While at Villanova, he designed The Augustinian Connection, a history of the Augustinian Friars and their involvement with Villanova University, which is shown to all incoming Freshmen during New Student Orientation. He has served as a resident hall minister and as chaplain of Villanova's renowned Naval ROTC program, and presides over their annual commissioning Mass.

Donohue has served as a faculty representative on the Villanova Board of Trustees, the Academic Affairs Committee, the University's College of Liberal Arts & Sciences Diversity Committee, the University's Judicial Boards, the Strategic Planning Committee, the Fine Arts Subcommittee Curriculum Program, the College Diversity Subcommittee, the Planning Committee for the Church in the Modern World Conference, and the Preparation Committee for Rhodes Scholars Interviews. In addition, Donohue served on the Board of Trustees of Merrimack College from 1994 to 2002.

In addition to his work with the University, Donohue is known as the director of the University's spring musical each year, with several Barrymore Award nominations to his credit. He has received nominations for his direction of Parade, Children of Eden, Into the Woods, Evita, and Chicago which received nine nominations and three awards, including Outstanding Direction of a Musical. Other directing credits include Candide, Once on This Island, The Mystery of Edwin Drood, A Funny Thing Happened on the Way to the Forum, and West Side Story. As an actor, Donohue has been seen in Twelfth Night, Don Juan, The Trojan Women, and The Passion of Christ.

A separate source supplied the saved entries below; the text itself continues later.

use registry::config::AppConfig;

#[tokio::main]
async fn main() -> anyhow::Result<()> {
    // Load environment variables from .env file if it exists
    dotenvy::dotenv().ok();

    env_logger::Builder::from_env(env_logger::Env::default().default_filter_or("info,sqlx=warn"))
        .init();

    let config = AppConfig::load()?;
    log::info!(
        "Configuration loaded: service={} server={}",
        config.service.kind,
        config.server_address()
    );

    if let Err(e) = registry::run_server(config).await {
        log::error!("{:#}", e);
        std::process::exit(1);
    }

    Ok(())
}
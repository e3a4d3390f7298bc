use crate::model::{generate_id, null_as_default, Attachment, CalendarSummary, Id, Participant};
use chrono::{DateTime, NaiveDateTime, Utc};
use itertools::Itertools;
use serde::{Deserialize, Serialize};

/// Layout of the persisted meeting date-time, e.g. `2024-03-01 10:00 AM`.
pub const MEETING_DATETIME_FORMAT: &str = "%Y-%m-%d %I:%M %p";

/// Parse a stored meeting date-time. The text carries no zone and is read
/// as UTC.
pub fn parse_meeting_datetime(text: &str) -> Option<DateTime<Utc>> {
    NaiveDateTime::parse_from_str(text.trim(), MEETING_DATETIME_FORMAT)
        .ok()
        .map(|naive| naive.and_utc())
}

/// Persisted meeting: scalar fields plus foreign identifiers.
#[derive(Debug, Clone, PartialEq, Serialize, Deserialize)]
pub struct MeetingSummary {
    #[serde(default, deserialize_with = "null_as_default")]
    pub id: Id,
    #[serde(default, deserialize_with = "null_as_default")]
    pub title: String,
    #[serde(default, deserialize_with = "null_as_default")]
    pub details: String,
    #[serde(default, deserialize_with = "null_as_default")]
    pub datetime: String,
    #[serde(default, deserialize_with = "null_as_default")]
    pub location: String,
    #[serde(default, deserialize_with = "null_as_default")]
    pub calendars: Vec<Id>,
    #[serde(default, deserialize_with = "null_as_default")]
    pub participants: Vec<Id>,
    #[serde(default, deserialize_with = "null_as_default")]
    pub attachments: Vec<Id>,
}

impl MeetingSummary {
    pub fn new(title: String, details: String, datetime: String, location: String) -> Self {
        Self {
            id: generate_id(),
            title,
            details,
            datetime,
            location,
            calendars: Vec::new(),
            participants: Vec::new(),
            attachments: Vec::new(),
        }
    }

    pub fn normalized(mut self) -> Self {
        if self.id.is_empty() {
            self.id = generate_id();
        }
        for relation in MeetingRelation::ALL {
            let values = relation.values_mut(&mut self);
            *values = std::mem::take(values).into_iter().unique().collect();
        }
        self
    }

    pub fn relation(&self, relation: MeetingRelation) -> &[Id] {
        match relation {
            MeetingRelation::Calendars => &self.calendars,
            MeetingRelation::Participants => &self.participants,
            MeetingRelation::Attachments => &self.attachments,
        }
    }
}

/// Meeting as returned to clients, with related entities resolved from
/// their registries.
#[derive(Debug, Clone, PartialEq, Serialize, Deserialize)]
pub struct Meeting {
    pub id: Id,
    pub title: String,
    pub details: String,
    pub datetime: DateTime<Utc>,
    pub location: String,
    pub calendars: Vec<CalendarSummary>,
    pub participants: Vec<Participant>,
    pub attachments: Vec<Attachment>,
}

/// Scalar fields a meeting update may replace.
#[derive(Debug, Clone, Default, PartialEq, Serialize, Deserialize)]
pub struct MeetingUpdate {
    pub title: Option<String>,
    pub details: Option<String>,
    pub location: Option<String>,
    pub datetime: Option<String>,
}

impl MeetingUpdate {
    pub fn apply_to(&self, meeting: &mut MeetingSummary) {
        if let Some(title) = &self.title {
            meeting.title = title.clone();
        }
        if let Some(details) = &self.details {
            meeting.details = details.clone();
        }
        if let Some(location) = &self.location {
            meeting.location = location.clone();
        }
        if let Some(datetime) = &self.datetime {
            meeting.datetime = datetime.clone();
        }
    }
}

#[derive(Debug, Clone, Copy, PartialEq, Eq)]
pub enum MeetingRelation {
    Calendars,
    Participants,
    Attachments,
}

impl MeetingRelation {
    pub const ALL: [MeetingRelation; 3] = [
        MeetingRelation::Calendars,
        MeetingRelation::Participants,
        MeetingRelation::Attachments,
    ];

    pub fn field(&self) -> &'static str {
        match self {
            MeetingRelation::Calendars => "calendars",
            MeetingRelation::Participants => "participants",
            MeetingRelation::Attachments => "attachments",
        }
    }

    pub fn singular(&self) -> &'static str {
        match self {
            MeetingRelation::Calendars => "calendar",
            MeetingRelation::Participants => "participant",
            MeetingRelation::Attachments => "attachment",
        }
    }

    pub fn values_mut<'a>(&self, meeting: &'a mut MeetingSummary) -> &'a mut Vec<Id> {
        match self {
            MeetingRelation::Calendars => &mut meeting.calendars,
            MeetingRelation::Participants => &mut meeting.participants,
            MeetingRelation::Attachments => &mut meeting.attachments,
        }
    }
}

He has presided over 500 weddings for Villanova students and alumni, and has been known to preside over the Sunday evening "student" masses at St. Thomas of Villanova Church.

References

Sources
Biography, Villanova University web site

Augustinian friars
Catholic University of America alumni
Villanova University alumni
Villanova University faculty
Presidents of Villanova University
University of Illinois College of Fine and Applied Arts alumni
Living people
Washington Theological Union alumni
Year of birth missing (living people)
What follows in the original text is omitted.